Você certamente vê um desejo por segurança nas coleções de alta-costura que vimos neste verão. Tudo foi bastante rigoroso, austero, monocromático, discreto, adotando uma uniformidade, preservando os recursos – o que parece ser uma resposta ao clima da época. Apesar de todo o poder associado à alta-costura, ninguém realmente escreveu sobre isso de maneira consequente.
Por que você acha que isso acontece?
Porque, ao longo da história, tem sido sobre o desfile de 15 minutos. Não há registro, desaparece. Pense nos desfiles de alta-costura de Balenciaga – que eu imaginaria como sendo o ápice do design – e seus equivalentes em outros campos. Você não veria Le Corbusier desfilando suas maquetes por 15 minutos na frente de uma audiência. Ele simplesmente construiria um edifício que todos veriam para sempre. Balenciaga fazia sua coisa, e então acabava; sem fotos, talvez apenas alguns desenhos de Bill Cunningham ou algo assim.
Essa é a transitoriedade da moda.
Essa transitoriedade interferiu na capacidade da moda de ser vista pelo que realmente é: uma indústria extraordinária de criatividade, e um testemunho da capacidade humana de transformar as coisas mais simples em algo de beleza arrebatadora. É alquimia. Mas através de sua documentação em revistas como a Vogue, permanece moda. Não foi documentada em revistas de arte; não há um Cahiers du Cinéma da moda com mega-análises do que estamos vendo.
A moda sempre mereceu esse tipo de tratamento?
Sim, sempre. Desde o começo. Mas acho que as roupas sempre fizeram parte da vida de todos, então é mais difícil se sentar e dizer com admiração: ‘Meu Deus, isso é uma conquista incrível’. O cinema chegou tarde ao cenário cultural – já era considerado um feito tecnológico incrível – e a questão da efemeridade da música é que você podia recriá-la; você podia pegar uma partitura e tocar a mesma coisa em Nova York que as pessoas estavam ouvindo em Paris. Mas os desfiles de moda nunca viajaram.
Por que não?
Eu sempre disse: ‘Levem aqueles desfiles de McQueen ou Galliano para a estrada!’ Deixem as pessoas testemunharem isso de perto. É engraçado conversar com Dries Van Noten, porque toda a transitoriedade da moda é exatamente o que o fascina; ele diz que a memória é o que importa. Não estamos vivendo em uma era de memória; é uma era de atenção fragmentada.
Não estamos vivendo em uma era de memória; é uma era de atenção fragmentada.
Você diria que estamos vivendo em uma era particularmente consciente da moda?
A vestimenta sempre foi sobre identificação tribal. E a identidade nunca foi uma questão maior do que agora, porque se você olhar para o que as pessoas vestem na rua, as roupas nunca foram tão entediantes.

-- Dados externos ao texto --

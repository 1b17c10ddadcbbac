use serde::{Deserialize, Serialize};
use std::fmt;

use crate::error::ValidationErrors;
use crate::models::Direction;

/// Leverage assumed when estimating margin.
pub const ASSUMED_LEVERAGE: f64 = 10.0;
/// Risking more than this fraction of the balance raises a warning.
pub const MAX_RISK_FRACTION: f64 = 0.10;
/// A stop closer than this fraction of entry raises a warning.
pub const MIN_STOP_DISTANCE: f64 = 0.005;

pub const MIN_RISK_PERCENT: f64 = 0.1;
pub const MAX_RISK_PERCENT: f64 = 10.0;

#[derive(Debug, Clone, PartialEq, Serialize, Deserialize)]
#[serde(default)]
pub struct TradePlan {
    pub symbol: String,
    pub current_price: f64,
    pub account_balance: f64,
    pub risk_percent: f64,
    pub entry: f64,
    pub stop_loss: f64,
    pub take_profit: f64,
}

impl Default for TradePlan {
    fn default() -> Self {
        Self {
            symbol: "ETH/USDT".to_string(),
            current_price: 3500.0,
            account_balance: 25000.0,
            risk_percent: 1.0,
            entry: 3500.0,
            stop_loss: 3450.0,
            take_profit: 3650.0,
        }
    }
}

#[derive(Debug, Clone, Copy, PartialEq, Serialize)]
pub struct TradePlanCalculation {
    pub direction: Direction,
    pub risk_amount: f64,
    pub risk_per_unit: f64,
    pub position_size: f64,
    pub total_trade_value: f64,
    pub margin_requirement: f64,
    pub potential_profit: f64,
    pub risk_reward_ratio: f64,
}

/// Advisory banner raised for a computed plan. Never blocks anything.
#[derive(Debug, Clone, Copy, PartialEq, Eq, Hash, Serialize)]
pub enum PlanWarning {
    MaxRisk,
    TightStop,
    InsufficientMargin,
}

impl PlanWarning {
    pub fn message(&self) -> &'static str {
        match self {
            PlanWarning::MaxRisk => {
                "Max Risk Alert: You are risking more than 10% of your account."
            }
            PlanWarning::TightStop => {
                "Stop Loss Warning: Stop is very close to entry, liquidation risk is high."
            }
            PlanWarning::InsufficientMargin => "Margin Warning: Not enough margin for this trade.",
        }
    }
}

impl fmt::Display for PlanWarning {
    fn fmt(&self, f: &mut fmt::Formatter<'_>) -> fmt::Result {
        write!(f, "{}", self.message())
    }
}

fn present(x: f64) -> bool {
    x.is_finite() && x > 0.0
}

impl TradePlan {
    pub fn new(account_balance: f64, risk_percent: f64, entry: f64, stop_loss: f64, take_profit: f64) -> Self {
        Self {
            account_balance,
            risk_percent,
            entry,
            current_price: entry,
            stop_loss,
            take_profit,
            ..Self::default()
        }
    }

    pub fn with_symbol(mut self, symbol: &str) -> Self {
        self.symbol = symbol.to_string();
        self
    }

    /// `None` while the form is incomplete: a missing/zero input, or stop equal to entry.
    pub fn calculate(&self) -> Option<TradePlanCalculation> {
        let required = [
            self.account_balance,
            self.risk_percent,
            self.entry,
            self.stop_loss,
            self.take_profit,
        ];
        if !required.iter().all(|&x| present(x)) || self.stop_loss == self.entry {
            return None;
        }

        let risk_amount = self.account_balance * self.risk_percent / 100.0;
        let risk_per_unit = (self.entry - self.stop_loss).abs();
        let position_size = risk_amount / risk_per_unit;
        let total_trade_value = position_size * self.entry;
        let margin_requirement = total_trade_value / ASSUMED_LEVERAGE;
        let potential_profit = position_size * (self.take_profit - self.entry).abs();
        let risk_reward_ratio = potential_profit / risk_amount;

        Some(TradePlanCalculation {
            direction: Direction::from_stop(self.entry, self.stop_loss),
            risk_amount,
            risk_per_unit,
            position_size,
            total_trade_value,
            margin_requirement,
            potential_profit,
            risk_reward_ratio,
        })
    }

    pub fn warnings(&self) -> Vec<PlanWarning> {
        let Some(calc) = self.calculate() else {
            return Vec::new();
        };

        let mut out = Vec::new();
        if calc.risk_amount > self.account_balance * MAX_RISK_FRACTION {
            out.push(PlanWarning::MaxRisk);
        }
        if calc.risk_per_unit / self.entry < MIN_STOP_DISTANCE {
            out.push(PlanWarning::TightStop);
        }
        if calc.margin_requirement > self.account_balance {
            out.push(PlanWarning::InsufficientMargin);
        }
        out
    }

    /// Form-level checks. `calculate` does not depend on these passing.
    pub fn validate(&self) -> Result<(), ValidationErrors> {
        let mut errors = ValidationErrors::new();
        let positive = [
            ("current_price", self.current_price, "Current price must be positive"),
            ("account_balance", self.account_balance, "Account balance must be positive"),
            ("entry", self.entry, "Entry must be positive"),
            ("stop_loss", self.stop_loss, "Stop loss must be positive"),
            ("take_profit", self.take_profit, "Take profit must be positive"),
        ];
        for (field, value, msg) in positive {
            errors.check(present(value), field, msg);
        }
        errors.check(
            (MIN_RISK_PERCENT..=MAX_RISK_PERCENT).contains(&self.risk_percent),
            "risk_percent",
            "Risk must be between 0.1% and 10%",
        );
        errors.into_result()
    }

    /// Base asset of a `BASE/QUOTE` symbol.
    pub fn base_asset(&self) -> &str {
        self.symbol.split('/').next().unwrap_or("")
    }
}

Eu me lembro da Fifth Avenue quando as pessoas usavam jaquetas de couro de Claude Montana, e agora é tudo moletom, jeans e cinza mescla. Nunca houve um tempo em que se identificar com um grupo por meio das roupas fosse tão vital: as pessoas conservadoras não querem se destacar como muçulmanas ou homossexuais na rua. Mas, ao mesmo tempo, nunca houve uma época em que o drag fosse tão incrível.
Por que isso?
Porque é desafiador. Seu ponto político é refinado todos os dias em que Donald Trump estava na Casa Branca e Theresa May estava no Número 10 de Downing Street. A vibração de ‘foda-se’ do drag está tão mainstream agora. O que aqueles jovens fazem consigo mesmos é impressionante; é desafiador, é tão bonito. Eu simplesmente amo isso.
Onde você vê isso agora?
Eu sigo todos eles no Instagram; é absolutamente mágico. Assim como era ver imagens de Candy Darling naquela outra era intensamente conturbada do Vietnã e do colapso social. Tinha a mesma fúria, mesmo que estejamos, obviamente, depois de 50 anos de ativismo gay.
O que você pensa sobre a ampla adoção do ativismo social pela moda como um meio de comunicação?
Esta foi uma temporada interessante para isso. Walter van Beirendonck é um estilista que sempre incorporou muito comentário social em suas coleções, e ele disse que não se sentia bem com estilistas que de repente encontraram suas vozes quando sempre ficaram em silêncio antes. Ele sente que quando o ativismo se torna uma ferramenta de marketing, é hora para velhas corujas sábias como ele se calarem. É por isso que ele chamou seu desfile de Owls Whisper. Rick Owens disse a mesma coisa, e esses dois estilistas são mais conscientes de seu ambiente do que qualquer outro.
Ele sente que quando o ativismo se torna uma ferramenta de marketing, é hora para velhas corujas sábias como ele se calarem. É por isso que ele chamou seu desfile de Owls Whisper.
O que você acha?
Se você é um ser humano atencioso e consciente, como não expressar suas opiniões através do que faz? E se foram necessários os eventos incrivelmente dramáticos que vivemos nos últimos 12 meses para você encontrar sua voz, pelo menos você a encontrou.
Você acha que os consumidores de hoje precisam sentir que as marcas de moda representam algo além do lucro financeiro?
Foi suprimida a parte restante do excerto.